=== What to produce ===
Below are some records. Return exactly the lines from the one with "let (major, rest)" to the one with "let rest = tag.strip_prefix(major)?.strip_prefix('.')?;", and nothing else.
BEGIN Task data
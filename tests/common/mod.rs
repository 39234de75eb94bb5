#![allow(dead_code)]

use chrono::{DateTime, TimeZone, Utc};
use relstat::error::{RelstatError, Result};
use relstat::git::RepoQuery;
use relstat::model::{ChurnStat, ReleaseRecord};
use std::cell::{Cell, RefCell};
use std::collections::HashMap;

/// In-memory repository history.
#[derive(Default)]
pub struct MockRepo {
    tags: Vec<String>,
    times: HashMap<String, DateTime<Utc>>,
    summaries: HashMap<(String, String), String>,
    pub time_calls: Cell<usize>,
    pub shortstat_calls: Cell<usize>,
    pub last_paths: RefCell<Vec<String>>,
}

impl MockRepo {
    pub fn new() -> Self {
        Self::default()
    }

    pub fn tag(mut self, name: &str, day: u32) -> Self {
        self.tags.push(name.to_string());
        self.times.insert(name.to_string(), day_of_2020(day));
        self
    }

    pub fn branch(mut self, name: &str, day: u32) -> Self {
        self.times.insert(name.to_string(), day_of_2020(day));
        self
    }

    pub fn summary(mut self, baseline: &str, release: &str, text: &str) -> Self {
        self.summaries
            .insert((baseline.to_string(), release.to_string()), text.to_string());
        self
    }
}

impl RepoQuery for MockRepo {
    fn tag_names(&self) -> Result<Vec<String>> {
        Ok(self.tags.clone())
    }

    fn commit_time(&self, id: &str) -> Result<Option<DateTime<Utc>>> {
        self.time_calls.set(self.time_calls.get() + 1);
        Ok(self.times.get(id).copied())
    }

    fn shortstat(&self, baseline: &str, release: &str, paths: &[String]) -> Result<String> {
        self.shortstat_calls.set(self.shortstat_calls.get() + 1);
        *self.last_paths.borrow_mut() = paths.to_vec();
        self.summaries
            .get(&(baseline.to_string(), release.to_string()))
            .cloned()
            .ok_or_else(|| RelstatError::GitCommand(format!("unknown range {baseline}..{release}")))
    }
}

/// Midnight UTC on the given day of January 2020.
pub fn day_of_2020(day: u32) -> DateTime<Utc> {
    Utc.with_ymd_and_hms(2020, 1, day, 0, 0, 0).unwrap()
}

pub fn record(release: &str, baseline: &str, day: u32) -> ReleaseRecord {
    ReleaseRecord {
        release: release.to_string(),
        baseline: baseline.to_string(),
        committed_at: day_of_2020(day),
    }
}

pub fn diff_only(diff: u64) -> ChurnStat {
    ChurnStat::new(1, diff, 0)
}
END Task data
BEGIN Task data
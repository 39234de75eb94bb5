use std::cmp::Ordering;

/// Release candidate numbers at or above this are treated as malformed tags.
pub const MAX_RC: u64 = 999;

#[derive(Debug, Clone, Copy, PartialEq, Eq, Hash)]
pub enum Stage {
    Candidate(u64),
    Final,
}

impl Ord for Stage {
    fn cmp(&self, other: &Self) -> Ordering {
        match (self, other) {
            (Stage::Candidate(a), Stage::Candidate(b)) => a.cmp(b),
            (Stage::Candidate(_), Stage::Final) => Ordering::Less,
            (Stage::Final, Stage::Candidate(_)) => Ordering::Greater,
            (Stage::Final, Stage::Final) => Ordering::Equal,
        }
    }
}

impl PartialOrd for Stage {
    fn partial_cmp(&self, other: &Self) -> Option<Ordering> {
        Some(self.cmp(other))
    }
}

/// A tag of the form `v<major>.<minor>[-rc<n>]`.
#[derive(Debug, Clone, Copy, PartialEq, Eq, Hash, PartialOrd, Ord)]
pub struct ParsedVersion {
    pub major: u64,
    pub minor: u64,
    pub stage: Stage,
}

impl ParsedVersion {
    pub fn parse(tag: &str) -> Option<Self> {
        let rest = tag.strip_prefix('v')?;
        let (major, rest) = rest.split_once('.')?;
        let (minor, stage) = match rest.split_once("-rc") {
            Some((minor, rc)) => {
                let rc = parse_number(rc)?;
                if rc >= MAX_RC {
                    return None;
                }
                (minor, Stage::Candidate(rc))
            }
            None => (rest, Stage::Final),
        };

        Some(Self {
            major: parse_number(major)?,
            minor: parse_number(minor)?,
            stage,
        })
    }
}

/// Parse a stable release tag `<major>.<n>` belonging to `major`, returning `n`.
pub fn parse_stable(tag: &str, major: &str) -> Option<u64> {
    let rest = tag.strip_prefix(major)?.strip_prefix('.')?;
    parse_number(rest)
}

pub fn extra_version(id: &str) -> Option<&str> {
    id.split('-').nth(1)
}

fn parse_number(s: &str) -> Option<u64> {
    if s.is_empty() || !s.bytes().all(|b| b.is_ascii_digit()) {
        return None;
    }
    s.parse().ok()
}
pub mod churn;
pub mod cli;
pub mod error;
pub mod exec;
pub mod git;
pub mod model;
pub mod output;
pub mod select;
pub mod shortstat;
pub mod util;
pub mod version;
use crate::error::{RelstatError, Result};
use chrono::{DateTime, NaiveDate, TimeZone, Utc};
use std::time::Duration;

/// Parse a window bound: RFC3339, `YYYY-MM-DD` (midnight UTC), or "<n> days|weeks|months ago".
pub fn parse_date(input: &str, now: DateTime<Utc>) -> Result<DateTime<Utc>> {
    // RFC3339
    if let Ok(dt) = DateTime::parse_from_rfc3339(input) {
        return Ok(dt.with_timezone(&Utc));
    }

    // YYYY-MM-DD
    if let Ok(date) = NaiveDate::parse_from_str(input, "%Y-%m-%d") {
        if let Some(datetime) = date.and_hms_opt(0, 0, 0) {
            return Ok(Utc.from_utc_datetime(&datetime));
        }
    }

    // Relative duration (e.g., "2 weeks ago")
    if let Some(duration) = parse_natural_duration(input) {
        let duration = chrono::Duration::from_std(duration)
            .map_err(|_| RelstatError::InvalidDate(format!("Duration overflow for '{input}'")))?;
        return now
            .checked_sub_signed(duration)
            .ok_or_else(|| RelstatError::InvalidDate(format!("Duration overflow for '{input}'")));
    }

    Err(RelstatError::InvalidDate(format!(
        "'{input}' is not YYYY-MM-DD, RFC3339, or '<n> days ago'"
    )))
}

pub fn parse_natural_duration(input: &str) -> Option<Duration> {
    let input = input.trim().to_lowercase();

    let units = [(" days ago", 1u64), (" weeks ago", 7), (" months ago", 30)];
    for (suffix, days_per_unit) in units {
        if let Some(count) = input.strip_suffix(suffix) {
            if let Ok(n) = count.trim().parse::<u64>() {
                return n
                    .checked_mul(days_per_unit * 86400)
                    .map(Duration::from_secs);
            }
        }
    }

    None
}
END Task data
=== Answer space ===
        let (major, rest) = rest.split_once('.')?;
        let (minor, stage) = match rest.split_once("-rc") {
            Some((minor, rc)) => {
                let rc = parse_number(rc)?;
                if rc >= MAX_RC {
                    return None;
                }
                (minor, Stage::Candidate(rc))
            }
            None => (rest, Stage::Final),
        };

        Some(Self {
            major: parse_number(major)?,
            minor: parse_number(minor)?,
            stage,
        })
    }
}

/// Parse a stable release tag `<major>.<n>` belonging to `major`, returning `n`.
pub fn parse_stable(tag: &str, major: &str) -> Option<u64> {
    let rest = tag.strip_prefix(major)?.strip_prefix('.')?;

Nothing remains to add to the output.